> What is expected: Only part of the listing is needed, namely the lines from its start through the line with "async fn replayed_lead_is_stored_once()", and they should be retyped exactly.

> Data extract:
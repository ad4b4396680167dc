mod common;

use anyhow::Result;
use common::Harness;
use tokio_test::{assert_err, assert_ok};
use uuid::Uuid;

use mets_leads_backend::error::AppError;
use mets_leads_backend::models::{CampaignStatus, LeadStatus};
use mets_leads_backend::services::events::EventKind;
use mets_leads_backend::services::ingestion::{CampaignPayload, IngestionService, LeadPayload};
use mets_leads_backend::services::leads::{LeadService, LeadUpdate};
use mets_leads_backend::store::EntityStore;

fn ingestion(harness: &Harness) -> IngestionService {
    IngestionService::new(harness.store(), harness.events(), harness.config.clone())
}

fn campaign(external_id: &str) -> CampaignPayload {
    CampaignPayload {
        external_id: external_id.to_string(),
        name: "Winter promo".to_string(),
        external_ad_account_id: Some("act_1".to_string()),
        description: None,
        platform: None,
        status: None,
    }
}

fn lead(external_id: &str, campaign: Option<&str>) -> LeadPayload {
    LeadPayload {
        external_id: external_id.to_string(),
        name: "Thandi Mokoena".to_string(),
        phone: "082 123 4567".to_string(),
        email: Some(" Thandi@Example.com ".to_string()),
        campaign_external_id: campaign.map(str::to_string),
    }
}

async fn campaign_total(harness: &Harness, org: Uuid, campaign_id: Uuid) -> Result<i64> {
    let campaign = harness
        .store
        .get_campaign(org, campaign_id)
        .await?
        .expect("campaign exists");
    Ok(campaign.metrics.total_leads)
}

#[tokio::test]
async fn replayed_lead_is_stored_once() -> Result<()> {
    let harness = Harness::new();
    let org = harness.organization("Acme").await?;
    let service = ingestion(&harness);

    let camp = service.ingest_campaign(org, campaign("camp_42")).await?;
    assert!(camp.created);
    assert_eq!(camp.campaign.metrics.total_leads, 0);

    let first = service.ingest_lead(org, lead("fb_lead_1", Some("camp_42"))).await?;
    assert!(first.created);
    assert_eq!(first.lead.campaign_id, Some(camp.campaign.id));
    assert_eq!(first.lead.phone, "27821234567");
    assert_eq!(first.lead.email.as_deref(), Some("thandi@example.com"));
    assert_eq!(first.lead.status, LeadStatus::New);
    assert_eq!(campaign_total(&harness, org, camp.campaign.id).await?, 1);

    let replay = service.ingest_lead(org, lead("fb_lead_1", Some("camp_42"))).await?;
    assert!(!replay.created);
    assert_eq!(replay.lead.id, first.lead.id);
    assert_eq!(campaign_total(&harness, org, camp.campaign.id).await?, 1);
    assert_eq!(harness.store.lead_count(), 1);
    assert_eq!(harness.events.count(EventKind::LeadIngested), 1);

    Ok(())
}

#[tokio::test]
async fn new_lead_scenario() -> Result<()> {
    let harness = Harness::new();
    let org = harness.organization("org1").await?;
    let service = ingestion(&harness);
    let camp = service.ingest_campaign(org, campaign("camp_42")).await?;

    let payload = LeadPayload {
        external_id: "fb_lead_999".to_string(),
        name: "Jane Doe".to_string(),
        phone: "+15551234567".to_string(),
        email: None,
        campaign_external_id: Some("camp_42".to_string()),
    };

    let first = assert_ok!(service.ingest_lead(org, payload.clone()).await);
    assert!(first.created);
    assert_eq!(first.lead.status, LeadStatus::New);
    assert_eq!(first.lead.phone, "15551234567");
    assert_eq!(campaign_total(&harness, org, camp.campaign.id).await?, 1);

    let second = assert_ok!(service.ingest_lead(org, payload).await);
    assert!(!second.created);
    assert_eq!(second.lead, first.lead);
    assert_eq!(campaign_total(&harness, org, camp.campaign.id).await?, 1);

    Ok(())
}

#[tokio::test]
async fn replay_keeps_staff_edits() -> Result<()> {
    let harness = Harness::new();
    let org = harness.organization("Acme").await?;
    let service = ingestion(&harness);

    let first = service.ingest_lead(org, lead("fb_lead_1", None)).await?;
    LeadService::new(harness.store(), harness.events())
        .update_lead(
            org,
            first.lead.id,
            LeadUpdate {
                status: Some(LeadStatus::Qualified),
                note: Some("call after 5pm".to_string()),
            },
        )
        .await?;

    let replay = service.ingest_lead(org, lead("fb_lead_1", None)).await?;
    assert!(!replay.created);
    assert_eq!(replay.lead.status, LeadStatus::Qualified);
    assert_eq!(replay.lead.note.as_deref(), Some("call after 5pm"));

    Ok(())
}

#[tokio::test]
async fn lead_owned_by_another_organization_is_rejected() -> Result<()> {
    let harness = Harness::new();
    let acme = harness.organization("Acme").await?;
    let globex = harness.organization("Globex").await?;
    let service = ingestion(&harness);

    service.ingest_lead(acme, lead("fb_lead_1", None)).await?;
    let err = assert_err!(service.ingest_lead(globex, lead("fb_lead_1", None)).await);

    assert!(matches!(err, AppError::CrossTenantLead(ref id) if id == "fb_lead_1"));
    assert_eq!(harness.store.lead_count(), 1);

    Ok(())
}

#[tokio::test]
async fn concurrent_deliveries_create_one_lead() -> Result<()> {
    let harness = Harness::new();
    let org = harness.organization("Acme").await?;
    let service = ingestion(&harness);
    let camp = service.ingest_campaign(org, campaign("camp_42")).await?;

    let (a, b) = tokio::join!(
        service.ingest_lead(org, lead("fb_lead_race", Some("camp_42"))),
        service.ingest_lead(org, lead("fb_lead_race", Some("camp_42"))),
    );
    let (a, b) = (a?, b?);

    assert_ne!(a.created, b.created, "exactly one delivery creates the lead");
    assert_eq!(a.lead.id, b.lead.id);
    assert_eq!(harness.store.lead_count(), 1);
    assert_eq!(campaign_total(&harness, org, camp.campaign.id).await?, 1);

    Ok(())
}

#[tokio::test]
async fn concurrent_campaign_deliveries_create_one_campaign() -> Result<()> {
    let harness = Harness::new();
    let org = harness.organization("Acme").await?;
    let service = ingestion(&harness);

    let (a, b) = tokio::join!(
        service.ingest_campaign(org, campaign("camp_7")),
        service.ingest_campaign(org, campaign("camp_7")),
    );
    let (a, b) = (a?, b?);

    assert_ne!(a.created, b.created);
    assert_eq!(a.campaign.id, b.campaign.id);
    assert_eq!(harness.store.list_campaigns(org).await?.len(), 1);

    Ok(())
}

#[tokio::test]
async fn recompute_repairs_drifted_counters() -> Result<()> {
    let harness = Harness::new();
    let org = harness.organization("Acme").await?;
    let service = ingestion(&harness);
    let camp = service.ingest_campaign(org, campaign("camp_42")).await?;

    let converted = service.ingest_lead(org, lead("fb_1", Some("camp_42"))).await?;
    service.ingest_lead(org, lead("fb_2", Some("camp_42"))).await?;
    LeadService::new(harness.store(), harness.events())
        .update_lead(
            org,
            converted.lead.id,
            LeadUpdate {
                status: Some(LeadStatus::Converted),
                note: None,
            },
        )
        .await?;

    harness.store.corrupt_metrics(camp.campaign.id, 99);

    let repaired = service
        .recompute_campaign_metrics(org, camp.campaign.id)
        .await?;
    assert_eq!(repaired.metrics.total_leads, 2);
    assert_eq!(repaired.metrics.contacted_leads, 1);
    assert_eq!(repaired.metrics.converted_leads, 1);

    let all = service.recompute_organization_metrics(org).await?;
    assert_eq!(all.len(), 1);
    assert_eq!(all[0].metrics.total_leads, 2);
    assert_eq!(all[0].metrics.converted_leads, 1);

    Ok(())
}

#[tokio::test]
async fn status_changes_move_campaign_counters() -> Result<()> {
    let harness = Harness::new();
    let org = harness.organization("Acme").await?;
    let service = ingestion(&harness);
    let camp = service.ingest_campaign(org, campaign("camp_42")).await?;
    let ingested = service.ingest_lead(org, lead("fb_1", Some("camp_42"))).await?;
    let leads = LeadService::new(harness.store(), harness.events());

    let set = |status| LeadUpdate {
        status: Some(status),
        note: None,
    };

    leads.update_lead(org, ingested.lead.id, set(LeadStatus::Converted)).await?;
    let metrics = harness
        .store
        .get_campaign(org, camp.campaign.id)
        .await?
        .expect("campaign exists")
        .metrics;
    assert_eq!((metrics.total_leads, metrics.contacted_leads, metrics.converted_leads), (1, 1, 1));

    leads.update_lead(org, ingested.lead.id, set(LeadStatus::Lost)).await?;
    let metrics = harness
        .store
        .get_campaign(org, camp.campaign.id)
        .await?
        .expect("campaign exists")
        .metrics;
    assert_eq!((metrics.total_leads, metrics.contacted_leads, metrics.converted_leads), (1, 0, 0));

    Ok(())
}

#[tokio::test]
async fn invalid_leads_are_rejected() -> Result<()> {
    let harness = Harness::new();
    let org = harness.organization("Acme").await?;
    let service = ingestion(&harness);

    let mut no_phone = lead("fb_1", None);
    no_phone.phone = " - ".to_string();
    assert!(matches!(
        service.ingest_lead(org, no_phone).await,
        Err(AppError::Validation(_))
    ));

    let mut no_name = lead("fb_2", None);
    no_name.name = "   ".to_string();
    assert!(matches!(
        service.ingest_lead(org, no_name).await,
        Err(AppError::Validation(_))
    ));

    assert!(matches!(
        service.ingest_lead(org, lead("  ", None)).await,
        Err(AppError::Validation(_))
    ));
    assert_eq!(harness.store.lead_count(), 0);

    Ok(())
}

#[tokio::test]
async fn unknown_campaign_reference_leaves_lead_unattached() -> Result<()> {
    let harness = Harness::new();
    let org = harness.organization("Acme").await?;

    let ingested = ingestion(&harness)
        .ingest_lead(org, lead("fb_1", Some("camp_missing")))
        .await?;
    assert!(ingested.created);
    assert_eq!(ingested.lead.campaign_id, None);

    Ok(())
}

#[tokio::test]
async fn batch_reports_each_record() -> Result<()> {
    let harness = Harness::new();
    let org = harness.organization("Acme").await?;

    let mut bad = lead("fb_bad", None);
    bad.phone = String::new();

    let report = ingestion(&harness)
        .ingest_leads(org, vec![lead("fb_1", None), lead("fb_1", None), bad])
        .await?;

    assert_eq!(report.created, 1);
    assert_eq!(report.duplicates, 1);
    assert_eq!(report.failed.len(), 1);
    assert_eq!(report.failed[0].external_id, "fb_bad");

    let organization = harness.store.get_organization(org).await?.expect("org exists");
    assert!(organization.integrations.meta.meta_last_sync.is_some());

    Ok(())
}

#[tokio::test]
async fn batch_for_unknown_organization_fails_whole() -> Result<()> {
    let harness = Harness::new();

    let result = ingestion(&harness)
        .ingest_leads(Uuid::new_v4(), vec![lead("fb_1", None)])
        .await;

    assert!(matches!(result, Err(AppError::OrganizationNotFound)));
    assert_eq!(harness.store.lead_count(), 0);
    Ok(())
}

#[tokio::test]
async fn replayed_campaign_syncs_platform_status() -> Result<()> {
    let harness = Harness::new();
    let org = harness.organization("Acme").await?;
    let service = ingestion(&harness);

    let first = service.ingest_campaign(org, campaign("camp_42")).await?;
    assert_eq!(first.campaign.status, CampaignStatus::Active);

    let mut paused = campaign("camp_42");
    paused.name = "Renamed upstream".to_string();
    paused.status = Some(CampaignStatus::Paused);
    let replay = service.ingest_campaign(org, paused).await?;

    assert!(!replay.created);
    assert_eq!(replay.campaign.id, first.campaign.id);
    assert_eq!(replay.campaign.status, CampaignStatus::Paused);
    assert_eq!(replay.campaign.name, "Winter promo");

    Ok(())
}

> Result for this exercise:
repository ad4b4396680167dc
mod common;

use anyhow::Result;
use common::Harness;
use tokio_test::{assert_err, assert_ok};
use uuid::Uuid;

use mets_leads_backend::error::AppError;
use mets_leads_backend::models::{CampaignStatus, LeadStatus};
use mets_leads_backend::services::events::EventKind;
use mets_leads_backend::services::ingestion::{CampaignPayload, IngestionService, LeadPayload};
use mets_leads_backend::services::leads::{LeadService, LeadUpdate};
use mets_leads_backend::store::EntityStore;

fn ingestion(harness: &Harness) -> IngestionService {
    IngestionService::new(harness.store(), harness.events(), harness.config.clone())
}

fn campaign(external_id: &str) -> CampaignPayload {
    CampaignPayload {
        external_id: external_id.to_string(),
        name: "Winter promo".to_string(),
        external_ad_account_id: Some("act_1".to_string()),
        description: None,
        platform: None,
        status: None,
    }
}

fn lead(external_id: &str, campaign: Option<&str>) -> LeadPayload {
    LeadPayload {
        external_id: external_id.to_string(),
        name: "Thandi Mokoena".to_string(),
        phone: "082 123 4567".to_string(),
        email: Some(" Thandi@Example.com ".to_string()),
        campaign_external_id: campaign.map(str::to_string),
    }
}

async fn campaign_total(harness: &Harness, org: Uuid, campaign_id: Uuid) -> Result<i64> {
    let campaign = harness
        .store
        .get_campaign(org, campaign_id)
        .await?
        .expect("campaign exists");
    Ok(campaign.metrics.total_leads)
}

#[tokio::test]
async fn replayed_lead_is_stored_once() -> Result<()> {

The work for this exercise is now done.